Basically, it means that the provider may choose at any time to accept the insurance or not. Typically, if the provider takes it once they will continue to unless there is some issue with payment from the PFFS.
How Much Will I Pay Using A Medicare Advantage Health plan?
You can usually save lots of money by choosing to enroll into a Medicare Advantage plan. The reason is that many Medicare Advantage Health plans offer coverage with a $0 plan premium. This means that you are not having to pay large monthly premiums, and offers you the opportunity for great savings. Some plans even pay you to enroll with them!
As crazy as that sounds it is absolutely true. They call it a Part B buyback and they will reduce what you have to pay for your Part B of Medicare. Sometimes it is just a portion of it, and in some cases they pay the whole thing. The bottom line is that it ends up putting more money into your pocket at the end of every month.
Since many Medicare Advantage plans cover routine care at a $0 cost, you could end up going to your annual doctor’s visit, having your eyes checked, doing your routine screenings, and end up literally paying nothing for the year in health care costs. If you do end up sick or having procedures performed, there are generally low co-pays that you will have to pay at that time.

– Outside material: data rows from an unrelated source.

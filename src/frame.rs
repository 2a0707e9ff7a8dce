// 该文件是 Wangchuan （望川） 项目的一部分。
// src/frame.rs - 相机帧定义
//
// 本文件根据 Apache 许可证第 2.0 版（以下简称“许可证”）授权使用；
// 除非遵守该许可证条款，否则您不得使用本文件。
// 您可通过以下网址获取许可证副本：
// http://www.apache.org/licenses/LICENSE-2.0
// 除非适用法律要求或书面同意，根据本许可协议分发的软件均按“原样”提供，
// 不附带任何形式的明示或暗示的保证或条件。
// 有关许可权限与限制的具体条款，请参阅本许可协议。
//
// Copyright (C) 2026 Johann Li <me@qinka.pro>, Wareless Group

use std::time::Duration;

use thiserror::Error;

const RGB_CHANNELS: usize = 3;

/// 帧转换错误
///
/// 单帧错误只会导致该帧被丢弃，管线继续处理后续帧。
#[derive(Error, Debug, Clone, PartialEq)]
pub enum FrameError {
  #[error("帧尺寸无效: {width}x{height}")]
  ZeroDimension { width: u32, height: u32 },
  #[error("旋转角度必须是 90 的倍数, 实际为 {0}")]
  InvalidRotation(i32),
  #[error("无法解析旋转角度: {0}")]
  UnparsableRotation(String),
  #[error("像素格式 {format:?} 需要 {expected} 个平面, 实际为 {actual}")]
  PlaneCount {
    format: PixelFormat,
    expected: usize,
    actual: usize,
  },
  #[error("平面 {plane} 缓冲区过短: 期望至少 {expected} 字节, 实际 {actual} 字节")]
  BufferTooShort {
    plane: usize,
    expected: usize,
    actual: usize,
  },
  #[error("平面 {plane} 步长无效: 行步长 {row_stride}, 像素步长 {pixel_stride}")]
  InvalidStride {
    plane: usize,
    row_stride: usize,
    pixel_stride: usize,
  },
  #[error("{width}x{height} 到边长 {side} 的变换不可逆")]
  SingularTransform { width: u32, height: u32, side: u32 },
  #[error("输出缓冲区大小不匹配: 期望 {expected} 字节, 实际 {actual} 字节")]
  OutputSizeMismatch { expected: usize, actual: usize },
}

/// 顺时针旋转角度，把传感器图像转正所需的旋转
#[derive(Debug, Clone, Copy, PartialEq, Eq, Default, Hash)]
pub enum Rotation {
  #[default]
  Deg0,
  Deg90,
  Deg180,
  Deg270,
}

impl Rotation {
  pub const ALL: [Rotation; 4] = [
    Rotation::Deg0,
    Rotation::Deg90,
    Rotation::Deg180,
    Rotation::Deg270,
  ];

  /// 接受任意 90 的倍数（包括负数和超过 360 的角度）
  pub fn from_degrees(degrees: i32) -> Result<Self, FrameError> {
    if degrees % 90 != 0 {
      return Err(FrameError::InvalidRotation(degrees));
    }
    Ok(match degrees.rem_euclid(360) {
      0 => Rotation::Deg0,
      90 => Rotation::Deg90,
      180 => Rotation::Deg180,
      _ => Rotation::Deg270,
    })
  }

  pub fn degrees(self) -> i32 {
    self.quarter_turns() as i32 * 90
  }

  pub fn quarter_turns(self) -> u8 {
    match self {
      Rotation::Deg0 => 0,
      Rotation::Deg90 => 1,
      Rotation::Deg180 => 2,
      Rotation::Deg270 => 3,
    }
  }

  /// 旋转后宽高是否互换
  pub fn is_transposed(self) -> bool {
    matches!(self, Rotation::Deg90 | Rotation::Deg270)
  }
}

/// 帧像素格式
#[derive(Debug, Clone, Copy, PartialEq, Eq)]
pub enum PixelFormat {
  /// 三平面 4:2:0，平面可带行步长和像素步长（I420 或 Android YUV_420_888）
  Yuv420,
  /// 亮度平面 + VU 交错色度平面
  Nv21,
  /// 亮度平面 + UV 交错色度平面
  Nv12,
  /// 单平面交错 RGB
  Rgb8,
}

impl PixelFormat {
  pub fn plane_count(self) -> usize {
    match self {
      PixelFormat::Yuv420 => 3,
      PixelFormat::Nv21 | PixelFormat::Nv12 => 2,
      PixelFormat::Rgb8 => 1,
    }
  }
}

/// 图像平面
#[derive(Debug, Clone)]
pub struct Plane {
  pub data: Vec<u8>,
  pub row_stride: usize,
  pub pixel_stride: usize,
}

impl Plane {
  pub fn new(data: Vec<u8>, row_stride: usize, pixel_stride: usize) -> Self {
    Self {
      data,
      row_stride,
      pixel_stride,
    }
  }

  /// 紧密排列的平面
  pub fn packed(data: Vec<u8>, width: usize, pixel_stride: usize) -> Self {
    Self::new(data, width * pixel_stride, pixel_stride)
  }

  fn check(
    &self,
    index: usize,
    width: usize,
    height: usize,
    bytes_per_pixel: usize,
  ) -> Result<(), FrameError> {
    let row_bytes = (width - 1) * self.pixel_stride + bytes_per_pixel;
    if self.pixel_stride == 0 || self.row_stride < row_bytes {
      return Err(FrameError::InvalidStride {
        plane: index,
        row_stride: self.row_stride,
        pixel_stride: self.pixel_stride,
      });
    }
    let expected = (height - 1) * self.row_stride + row_bytes;
    if self.data.len() < expected {
      return Err(FrameError::BufferTooShort {
        plane: index,
        expected,
        actual: self.data.len(),
      });
    }
    Ok(())
  }
}

/// 相机帧
///
/// 帧在一个处理周期内被管线独占，周期结束（包括被丢弃、转换失败）时
/// 通过 `Drop` 调用释放回调，把底层资源交还给相机，且只调用一次。
pub struct Frame {
  format: PixelFormat,
  width: u32,
  height: u32,
  rotation: Rotation,
  timestamp: Duration,
  planes: Vec<Plane>,
  release: Option<Box<dyn FnOnce() + Send>>,
}

impl std::fmt::Debug for Frame {
  fn fmt(&self, f: &mut std::fmt::Formatter<'_>) -> std::fmt::Result {
    f.debug_struct("Frame")
      .field("format", &self.format)
      .field("width", &self.width)
      .field("height", &self.height)
      .field("rotation", &self.rotation)
      .field("timestamp", &self.timestamp)
      .field("planes", &self.planes.len())
      .finish()
  }
}

impl Drop for Frame {
  fn drop(&mut self) {
    if let Some(release) = self.release.take() {
      release();
    }
  }
}

impl Frame {
  pub fn new(format: PixelFormat, width: u32, height: u32, planes: Vec<Plane>) -> Self {
    Self {
      format,
      width,
      height,
      rotation: Rotation::Deg0,
      timestamp: Duration::ZERO,
      planes,
      release: None,
    }
  }

  /// 紧密排列的 I420 数据（Y、U、V 依次排列）
  pub fn i420(width: u32, height: u32, mut data: Vec<u8>) -> Self {
    let (w, h) = (width as usize, height as usize);
    let (cw, ch) = chroma_size(w, h);
    let y_len = (w * h).min(data.len());
    let mut rest = data.split_off(y_len);
    let u_len = (cw * ch).min(rest.len());
    let v = rest.split_off(u_len);
    Self::new(
      PixelFormat::Yuv420,
      width,
      height,
      vec![
        Plane::packed(data, w, 1),
        Plane::packed(rest, cw, 1),
        Plane::packed(v, cw, 1),
      ],
    )
  }

  /// 紧密排列的 NV21 数据（Y 之后是 VU 交错）
  pub fn nv21(width: u32, height: u32, data: Vec<u8>) -> Self {
    Self::semi_planar(PixelFormat::Nv21, width, height, data)
  }

  /// 紧密排列的 NV12 数据（Y 之后是 UV 交错）
  pub fn nv12(width: u32, height: u32, data: Vec<u8>) -> Self {
    Self::semi_planar(PixelFormat::Nv12, width, height, data)
  }

  fn semi_planar(format: PixelFormat, width: u32, height: u32, mut data: Vec<u8>) -> Self {
    let (w, h) = (width as usize, height as usize);
    let (cw, _) = chroma_size(w, h);
    let y_len = (w * h).min(data.len());
    let chroma = data.split_off(y_len);
    Self::new(
      format,
      width,
      height,
      vec![
        Plane::packed(data, w, 1),
        Plane::new(chroma, cw * 2, 2),
      ],
    )
  }

  /// 紧密排列的交错 RGB 数据
  pub fn rgb8(width: u32, height: u32, data: Vec<u8>) -> Self {
    Self::new(
      PixelFormat::Rgb8,
      width,
      height,
      vec![Plane::packed(data, width as usize, RGB_CHANNELS)],
    )
  }

  #[cfg(feature = "read_image_file")]
  pub fn from_rgb_image(image: image::RgbImage) -> Self {
    let (width, height) = image.dimensions();
    Self::rgb8(width, height, image.into_raw())
  }

  pub fn with_rotation(mut self, rotation: Rotation) -> Self {
    self.rotation = rotation;
    self
  }

  pub fn with_timestamp(mut self, timestamp: Duration) -> Self {
    self.timestamp = timestamp;
    self
  }

  /// 设置释放回调，帧被丢弃时调用一次
  pub fn on_release<F: FnOnce() + Send + 'static>(mut self, release: F) -> Self {
    self.release = Some(Box::new(release));
    self
  }

  pub fn format(&self) -> PixelFormat {
    self.format
  }

  pub fn width(&self) -> u32 {
    self.width
  }

  pub fn height(&self) -> u32 {
    self.height
  }

  pub fn rotation(&self) -> Rotation {
    self.rotation
  }

  pub fn timestamp(&self) -> Duration {
    self.timestamp
  }

  pub fn planes(&self) -> &[Plane] {
    &self.planes
  }

  /// 转换为交错 RGB 后所需的字节数
  pub fn rgb_len(&self) -> usize {
    self.width as usize * self.height as usize * RGB_CHANNELS
  }

  /// 检查尺寸、平面数量和每个平面的缓冲区大小
  pub fn validate(&self) -> Result<(), FrameError> {
    if self.width == 0 || self.height == 0 {
      return Err(FrameError::ZeroDimension {
        width: self.width,
        height: self.height,
      });
    }

    let expected = self.format.plane_count();
    if self.planes.len() < expected {
      return Err(FrameError::PlaneCount {
        format: self.format,
        expected,
        actual: self.planes.len(),
      });
    }

    let (w, h) = (self.width as usize, self.height as usize);
    let (cw, ch) = chroma_size(w, h);
    match self.format {
      PixelFormat::Yuv420 => {
        self.planes[0].check(0, w, h, 1)?;
        self.planes[1].check(1, cw, ch, 1)?;
        self.planes[2].check(2, cw, ch, 1)?;
      }
      PixelFormat::Nv21 | PixelFormat::Nv12 => {
        self.planes[0].check(0, w, h, 1)?;
        self.planes[1].check(1, cw, ch, 2)?;
      }
      PixelFormat::Rgb8 => {
        self.planes[0].check(0, w, h, RGB_CHANNELS)?;
      }
    }
    Ok(())
  }
}

/// 4:2:0 色度平面尺寸（奇数边向上取整）
pub fn chroma_size(width: usize, height: usize) -> (usize, usize) {
  (width.div_ceil(2), height.div_ceil(2))
}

Why Should I Join a Medicare Advantage Health Plan?
There are many reasons to join a Medicare Advantage plan. Besides saving money on a monthly basis, you are also provided with the protection of a Maximum Out of Pocket. Original Medicare does not offer a MOOP or Maximum Out of Pocket.
This means that if you went into the hospital with Original Medicare and had a major surgery done, you could easily end up on the wrong side of a $100,000 hospital bill. This will not happen when you are enrolled into a Medicare Advantage plan. The Maximum Out of Pocket caps the amount of cost that you are responsible for if the worst case scenario happens to you. Many times these MOOP’s are under $5,000 and most of the time under $10,000.
Is Medicare Advantage Still Medicare?
When you join a Medicare Advantage plan, you absolutely do NOT lose your Medicare coverage. In fact, in the Medicare and You handbook, Medicare Advantage is referred to as Medicare Part C. When you think of Medicare Part C, think of C = Complete.
It combines your Part A, Part B, and Part D benefits into one nice convenient insurance coverage. You do receive a new insurance card from the company that you join which you must use like any other typical insurance when visiting the doctor. The confusion comes in because you are no longer showing your Medicare card at the doctor’s office. You still have Medicare!
What happens is that your Medicare Advantage insurance company is paying your bills now instead of Medicare. Medicare in turn pays the Medicare Advantage company every month to handle your medical bills. The bottom line is that joining a Medicare Advantage health plan does not kick you out of Medicare, but instead typically enhances your Medicare coverage.